Once a facility has at least 1 COVID-19 case, the relevant mechanism for infection to consider is intrafacility transmission among residents and staff.4 , 5 , 7 The positive association of risk to resident and staff density supports interventions that minimize staff transitions across parts of the facility, and that limit unnecessary in-person interactions with residents. In the short term, intrafacility infection spread may be lower in facilities with reduced occupancy rates as a result of the first wave of the COVID outbreak. At the same time, reduced occupancy has a significant financial impact on facilities, particularly from decreased Medicare revenue associated with low post-acute care referrals and increased patient management costs.3 At the federal level, short-term policies that bring Medicaid payments in line with Medicare payments per head and eliminate low occupancy penalization should be considered to provide financial stability to facilities while at the same time reducing the risk of intra-facility spread. And finally, immediate actions to increase available PPE for NH staff, which have been in shortage,3 , 8 , 31 , 35 , 40 are also essential, as unprotected and asymptomatic staff are likely primary vectors accelerating infection spread.

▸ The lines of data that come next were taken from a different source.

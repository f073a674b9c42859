// ==========================================
// 工位排班基础数据 - 仓储层错误类型
// ==========================================
// 工具: thiserror 派生宏
// ==========================================

use thiserror::Error;

/// 仓储层错误类型
#[derive(Error, Debug)]
pub enum RepositoryError {
    // ===== 引用完整性错误 =====
    #[error("记录未找到: {entity} with id={id}")]
    NotFound { entity: String, id: String },

    // ===== 存储错误 =====
    #[error("数据库连接失败: {0}")]
    DatabaseConnectionError(String),

    #[error("数据库锁获取失败: {0}")]
    LockError(String),

    #[error("数据库查询失败: {0}")]
    DatabaseQueryError(String),

    // ===== 通用错误 =====
    #[error(transparent)]
    Other(#[from] anyhow::Error),
}

impl RepositoryError {
    pub fn not_found(entity: &str, id: &str) -> Self {
        RepositoryError::NotFound {
            entity: entity.to_string(),
            id: id.to_string(),
        }
    }
}

// 实现 From<rusqlite::Error>
impl From<rusqlite::Error> for RepositoryError {
    fn from(err: rusqlite::Error) -> Self {
        match err {
            rusqlite::Error::SqliteFailure(_, Some(msg)) => RepositoryError::DatabaseQueryError(msg),
            rusqlite::Error::SqliteFailure(code, None) => {
                RepositoryError::DatabaseConnectionError(code.to_string())
            }
            _ => RepositoryError::DatabaseQueryError(err.to_string()),
        }
    }
}

/// Result 类型别名
pub type RepositoryResult<T> = Result<T, RepositoryError>;
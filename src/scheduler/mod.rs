// ==========================================
// 工位排班基础数据 - 排程服务对接层
// ==========================================

pub mod client;
pub mod http_client;

pub use client::{ScheduleRequest, SchedulerClient, SchedulerError, SchedulerResult};
pub use http_client::HttpSchedulerClient;
// ==========================================
// 工位排班基础数据 - 核心库
// ==========================================
// 职责: 人员/产线/工作站的维护、本地快照、设定档导入导出、
//       排程服务对接与结果分组
// 技术栈: Rust + SQLite + HTTP
// ==========================================

// 初始化国际化系统
rust_i18n::i18n!("locales", fallback = "zh-CN");

// ==========================================
// 模块声明
// ==========================================

// 领域层 - 实体与类型
pub mod domain;

// 数据仓储层 - 内存实体集合与本地键值通道
pub mod repository;

// 持久化网关 - 快照、导入导出、排程结果暂存
pub mod persistence;

// 排程服务对接
pub mod scheduler;

// 引擎层 - 只读投影
pub mod engine;

// 配置层
pub mod config;

// 数据库基础设施（连接初始化/PRAGMA 统一）
pub mod db;

// 日志系统
pub mod logging;

// 国际化
pub mod i18n;

// API 层 - 业务接口
pub mod api;

// 应用层 - 状态组装与命令行
pub mod app;

// ==========================================
// 重导出核心类型
// ==========================================

// 领域实体
pub use domain::{
    Assignment, Person, Preference, ProductionLine, ScheduleResult, Station, StationSetting,
    StationSettings, WorkplaceSnapshot,
};

// 仓储与持久化
pub use persistence::{LoadOutcome, SnapshotGateway};
pub use repository::{EntityStore, KeyValueStore};

// API
pub use api::{ApiError, ApiResult, ScheduleApi, WorkplaceApi};

// 配置
pub use config::AppConfig;

// ==========================================
// 版本信息
// ==========================================

pub const VERSION: &str = env!("CARGO_PKG_VERSION");
pub const APP_NAME: &str = "工位排班基础数据维护";
// ==========================================
// 工位排班基础数据 - 人员工作站设定表单
// ==========================================
// 职责: 为某人员生成按产线分组的完整设定表单
// 规则:
// - 只包含至少有一个工作站的产线（按 line_id 从工作站集合筛选）
// - 尚未设定的工作站使用默认值 {ability: false, preference: normal}
// - 表单整体提交时即为该人员的完整设定（整体覆写语义）
// ==========================================

use serde::Serialize;

use crate::domain::{Person, ProductionLine, Station, StationSetting, StationSettings};

#[derive(Debug, Clone, PartialEq, Serialize)]
pub struct StationSettingField {
    pub station_id: String,
    pub station_name: String,
    pub setting: StationSetting,
}

#[derive(Debug, Clone, PartialEq, Serialize)]
pub struct LineSettingGroup {
    pub line_id: String,
    pub line_name: String,
    pub fields: Vec<StationSettingField>,
}

#[derive(Debug, Clone, PartialEq, Serialize)]
pub struct SettingsForm {
    pub person_id: String,
    pub person_name: String,
    pub groups: Vec<LineSettingGroup>,
}

impl SettingsForm {
    /// 将表单当前值收集为完整设定
    pub fn to_settings(&self) -> StationSettings {
        self.groups
            .iter()
            .flat_map(|g| g.fields.iter())
            .map(|f| (f.station_id.clone(), f.setting))
            .collect()
    }

    /// 修改表单中某工作站的值，返回是否找到该字段
    pub fn set_field(&mut self, station_id: &str, setting: StationSetting) -> bool {
        match self
            .groups
            .iter_mut()
            .flat_map(|g| g.fields.iter_mut())
            .find(|f| f.station_id == station_id)
        {
            Some(field) => {
                field.setting = setting;
                true
            }
            None => false,
        }
    }
}

pub fn settings_form(person: &Person, lines: &[ProductionLine], stations: &[Station]) -> SettingsForm {
    let groups = lines
        .iter()
        .filter_map(|line| {
            let fields: Vec<StationSettingField> = stations
                .iter()
                .filter(|s| s.line_id == line.id)
                .map(|s| StationSettingField {
                    station_id: s.id.clone(),
                    station_name: s.name.clone(),
                    setting: person.setting_for(&s.id).copied().unwrap_or_default(),
                })
                .collect();

            if fields.is_empty() {
                None
            } else {
                Some(LineSettingGroup {
                    line_id: line.id.clone(),
                    line_name: line.name.clone(),
                    fields,
                })
            }
        })
        .collect();

    SettingsForm {
        person_id: person.id.clone(),
        person_name: person.name.clone(),
        groups,
    }
}
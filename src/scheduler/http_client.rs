// ==========================================
// 工位排班基础数据 - 排程服务 HTTP 客户端
// ==========================================
// 协议: POST JSON 到固定地址；非 2xx 视为失败；不重试
// ==========================================

use async_trait::async_trait;
use reqwest::header::{HeaderMap, HeaderValue, ACCEPT, CONTENT_TYPE};

use crate::config::SchedulerConfig;
use crate::domain::ScheduleResult;
use crate::scheduler::client::{ScheduleRequest, SchedulerClient, SchedulerError, SchedulerResult};

pub struct HttpSchedulerClient {
    client: reqwest::Client,
    config: SchedulerConfig,
}

impl HttpSchedulerClient {
    pub fn new(config: SchedulerConfig) -> SchedulerResult<Self> {
        let client = reqwest::Client::builder()
            .timeout(std::time::Duration::from_secs(config.timeout_secs))
            .build()
            .map_err(|e| SchedulerError::Http(e.to_string()))?;
        Ok(Self { client, config })
    }

    pub fn endpoint(&self) -> &str {
        &self.config.endpoint
    }
}

#[async_trait]
impl SchedulerClient for HttpSchedulerClient {
    async fn submit(&self, request: &ScheduleRequest) -> SchedulerResult<ScheduleResult> {
        let mut headers = HeaderMap::new();
        headers.insert(CONTENT_TYPE, HeaderValue::from_static("application/json"));
        headers.insert(ACCEPT, HeaderValue::from_static("application/json"));

        tracing::info!(
            endpoint = %self.config.endpoint,
            personnel = request.personnel.len(),
            stations = request.stations.len(),
            "提交排程请求"
        );

        let response = self
            .client
            .post(&self.config.endpoint)
            .headers(headers)
            .json(request)
            .send()
            .await
            .map_err(|e| SchedulerError::Http(e.to_string()))?;

        if !response.status().is_success() {
            let status = response.status().as_u16();
            let body = response.text().await.unwrap_or_default();
            tracing::warn!(status, "排程服务返回失败状态");
            return Err(SchedulerError::Status { status, body });
        }

        let text = response
            .text()
            .await
            .map_err(|e| SchedulerError::Http(e.to_string()))?;

        let result: ScheduleResult =
            serde_json::from_str(&text).map_err(|e| SchedulerError::Decode(e.to_string()))?;

        tracing::info!(assignments = result.assignments.len(), "排程完成");
        Ok(result)
    }
}
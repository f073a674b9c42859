// ==========================================
// 工位排班基础数据 - 输入校验
// ==========================================
// 职责: 表单输入校验与解析（名称非空、顺序为整数、设定字符串）
// 说明: 校验失败统一返回 ApiError::InvalidInput，仓储保持不变
// ==========================================

use crate::api::error::{ApiError, ApiResult};
use crate::domain::{Preference, StationSetting};
use crate::i18n::{t, t_with_args};

/// 校验必填文本（去除首尾空白后不能为空）
///
/// 通过校验时返回原值，不修改用户输入
pub fn require_text(value: &str, message_key: &str) -> ApiResult<String> {
    if value.trim().is_empty() {
        return Err(ApiError::InvalidInput(t(message_key)));
    }
    Ok(value.to_string())
}

/// 解析工作站顺序
pub fn parse_station_order(raw: &str) -> ApiResult<i32> {
    raw.trim().parse::<i32>().map_err(|_| {
        ApiError::InvalidInput(t_with_args("validation.invalid_order", &[("value", raw)]))
    })
}

/// 解析工作站设定字符串
///
/// 格式: `<station_id>=<yes|no>[:<high|normal|low>]`，偏好缺省为 normal
///
/// # 示例
/// - `s1=yes:high`
/// - `s2=no`
pub fn parse_station_setting(raw: &str) -> ApiResult<(String, StationSetting)> {
    let invalid = || ApiError::InvalidInput(t_with_args("validation.invalid_setting", &[("value", raw)]));

    let (station_id, rest) = raw.split_once('=').ok_or_else(invalid)?;
    let station_id = station_id.trim();
    if station_id.is_empty() {
        return Err(invalid());
    }

    let (ability_raw, preference_raw) = match rest.split_once(':') {
        Some((a, p)) => (a, Some(p)),
        None => (rest, None),
    };

    let ability = match ability_raw.trim().to_ascii_lowercase().as_str() {
        "yes" | "true" | "1" => true,
        "no" | "false" | "0" => false,
        _ => return Err(invalid()),
    };

    let preference = match preference_raw {
        Some(p) => p.parse::<Preference>().map_err(|_| invalid())?,
        None => Preference::Normal,
    };

    Ok((station_id.to_string(), StationSetting::new(ability, preference)))
}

The challenge of improving COVID-19 outcomes in NHs and compliance to infection policies emphasize the continuing role of data analytics and advanced modeling techniques to inform NH response. Risk indices, such as the one generated by our model, can be used by policymakers to prioritize certain facilities for enhanced support, as well as reveal critical support needs. Moreover, predictive risk models can be instrumental in informing the relaxation and tightening of NH visitor policies. Diligence around identifying risk factors and drivers of infection will remain critical through future COVID-19 recovery phases.
Maintaining quality, up-to-date facility level data will help inform data-driven analysis in the dynamically changing NH and COVID-19 landscape. Moving forward, health organizations including CMS and Centers for Disease Control and Prevention would benefit from developing high-quality national datasets to inform infection and control policies. Along with this, frequent assessment of NH characteristics that are relevant to informing decision-makers should be conducted to support analysis of suspected infection mechanisms. For example, the inflow and outflow of residents and workforce, staffing levels, and workforce status within NHs have been points of interest4 , 5 that have not been reported in public datasets.
Applying these modeling techniques to inform targeted interventions may also improve COVID-19 outcomes in other institutional settings, such as homeless shelters and correctional facilities, that have experienced rapid intra-facility transmissions.30 , 41 The strong correlation between state median risk indices and LTCF case and death rates can be explained as most infections and deaths occurred in NHs, but also could indicate the relevance of the risk factors to such settings.
This study has several limitations. First, NH COVID-19 outcomes were inconsistently reported across states and could underestimate actual infection and fatality rates. Partial testing of NHs could also result in underestimations of outcomes. To mitigate this risk, training data was collected from states with relatively higher testing levels, and better data quality. Second, while the model performed strongly when validated on a state with significantly different characteristics from the training states, model performance could still be inconsistent across different geographic areas. Lastly, model predictors describing NHs were developed from historical reports, such as those from the 2017 Long-Term Care Focus database and may not reflect real-time NH characteristics.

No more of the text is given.